• [Saved entries]:
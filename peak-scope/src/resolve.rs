//! Map short filenames to where they live under the configured roots.
//!
//! The filename is compared literally against directory entries. Nothing is
//! globbed or handed to a shell.

use std::{
    cell::RefCell,
    collections::HashMap,
    ffi::OsStr,
    path::{self, Path, PathBuf},
};

use tracing::{debug, warn};
use walkdir::WalkDir;

pub trait PathResolver {
    /// Every path under the roots whose final component is `filename`.
    /// Misses and search errors both yield an empty list.
    fn resolve(&self, filename: &str) -> Vec<PathBuf>;
}

/// Walks each root on every call. Roots are made absolute up front, so every
/// path it returns is absolute.
#[derive(Debug, Clone)]
pub struct WalkResolver {
    roots: Vec<PathBuf>,
}

impl WalkResolver {
    pub fn new(roots: Vec<PathBuf>) -> Self {
        let roots = roots
            .into_iter()
            .filter_map(|root| match path::absolute(&root) {
                Ok(abs) => {
                    if !abs.is_dir() {
                        warn!(root = %abs.display(), "search root is not a directory");
                    }
                    Some(abs)
                }
                Err(e) => {
                    warn!(root = %root.display(), error = %e, "skipping search root");
                    None
                }
            })
            .collect();
        Self { roots }
    }

    fn search_root(root: &Path, name: &OsStr, found: &mut Vec<PathBuf>) {
        for entry in WalkDir::new(root).follow_links(false) {
            match entry {
                Ok(entry) if entry.depth() > 0 && entry.file_name() == name => {
                    found.push(entry.into_path());
                }
                Ok(_) => {}
                Err(e) => debug!(root = %root.display(), error = %e, "skipping unreadable entry"),
            }
        }
    }
}

impl PathResolver for WalkResolver {
    fn resolve(&self, filename: &str) -> Vec<PathBuf> {
        if filename.is_empty() || filename.contains('/') {
            return Vec::new();
        }

        let name = OsStr::new(filename);
        let mut found = Vec::new();
        for root in &self.roots {
            Self::search_root(root, name, &mut found);
        }
        found.sort();
        found.dedup();
        found
    }
}

/// Remembers answers for the life of the run. Used by the live view, which
/// re-resolves the same handful of files on every redraw.
pub struct CachedResolver<R> {
    inner: R,
    cache: RefCell<HashMap<String, Vec<PathBuf>>>,
}

impl<R: PathResolver> CachedResolver<R> {
    pub fn new(inner: R) -> Self {
        Self {
            inner,
            cache: RefCell::new(HashMap::new()),
        }
    }
}

impl<R: PathResolver> PathResolver for CachedResolver<R> {
    fn resolve(&self, filename: &str) -> Vec<PathBuf> {
        if let Some(hit) = self.cache.borrow().get(filename) {
            return hit.clone();
        }
        let paths = self.inner.resolve(filename);
        self.cache
            .borrow_mut()
            .insert(filename.to_string(), paths.clone());
        paths
    }
}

• [EXERCISE DIRECTIONS]: All of the entries should be transcribed exactly as they appear.

• [ANSWER SECTION]:
filename peak-scope/src/resolve.rs
//! Map short filenames to where they live under the configured roots.
//!
//! The filename is compared literally against directory entries. Nothing is
//! globbed or handed to a shell.

use std::{
    cell::RefCell,
    collections::HashMap,
    ffi::OsStr,
    path::{self, Path, PathBuf},
};

use tracing::{debug, warn};
use walkdir::WalkDir;

pub trait PathResolver {
    /// Every path under the roots whose final component is `filename`.
    /// Misses and search errors both yield an empty list.
    fn resolve(&self, filename: &str) -> Vec<PathBuf>;
}

/// Walks each root on every call. Roots are made absolute up front, so every
/// path it returns is absolute.
#[derive(Debug, Clone)]
pub struct WalkResolver {
    roots: Vec<PathBuf>,
}

impl WalkResolver {
    pub fn new(roots: Vec<PathBuf>) -> Self {
        let roots = roots
            .into_iter()
            .filter_map(|root| match path::absolute(&root) {
                Ok(abs) => {
                    if !abs.is_dir() {
                        warn!(root = %abs.display(), "search root is not a directory");
                    }
                    Some(abs)
                }
                Err(e) => {
                    warn!(root = %root.display(), error = %e, "skipping search root");
                    None
                }
            })
            .collect();
        Self { roots }
    }

    fn search_root(root: &Path, name: &OsStr, found: &mut Vec<PathBuf>) {
        for entry in WalkDir::new(root).follow_links(false) {
            match entry {
                Ok(entry) if entry.depth() > 0 && entry.file_name() == name => {
                    found.push(entry.into_path());
                }
                Ok(_) => {}
                Err(e) => debug!(root = %root.display(), error = %e, "skipping unreadable entry"),
            }
        }
    }
}

impl PathResolver for WalkResolver {
    fn resolve(&self, filename: &str) -> Vec<PathBuf> {
        if filename.is_empty() || filename.contains('/') {
            return Vec::new();
        }

        let name = OsStr::new(filename);
        let mut found = Vec::new();
        for root in &self.roots {
            Self::search_root(root, name, &mut found);
        }
        found.sort();
        found.dedup();
        found
    }
}

/// Remembers answers for the life of the run. Used by the live view, which
/// re-resolves the same handful of files on every redraw.
pub struct CachedResolver<R> {
    inner: R,
    cache: RefCell<HashMap<String, Vec<PathBuf>>>,
}

impl<R: PathResolver> CachedResolver<R> {
    pub fn new(inner: R) -> Self {
        Self {
            inner,
            cache: RefCell::new(HashMap::new()),
        }
    }
}

impl<R: PathResolver> PathResolver for CachedResolver<R> {
    fn resolve(&self, filename: &str) -> Vec<PathBuf> {
        if let Some(hit) = self.cache.borrow().get(filename) {
            return hit.clone();
        }
        let paths = self.inner.resolve(filename);
        self.cache
            .borrow_mut()
            .insert(filename.to_string(), paths.clone());
        paths
    }
}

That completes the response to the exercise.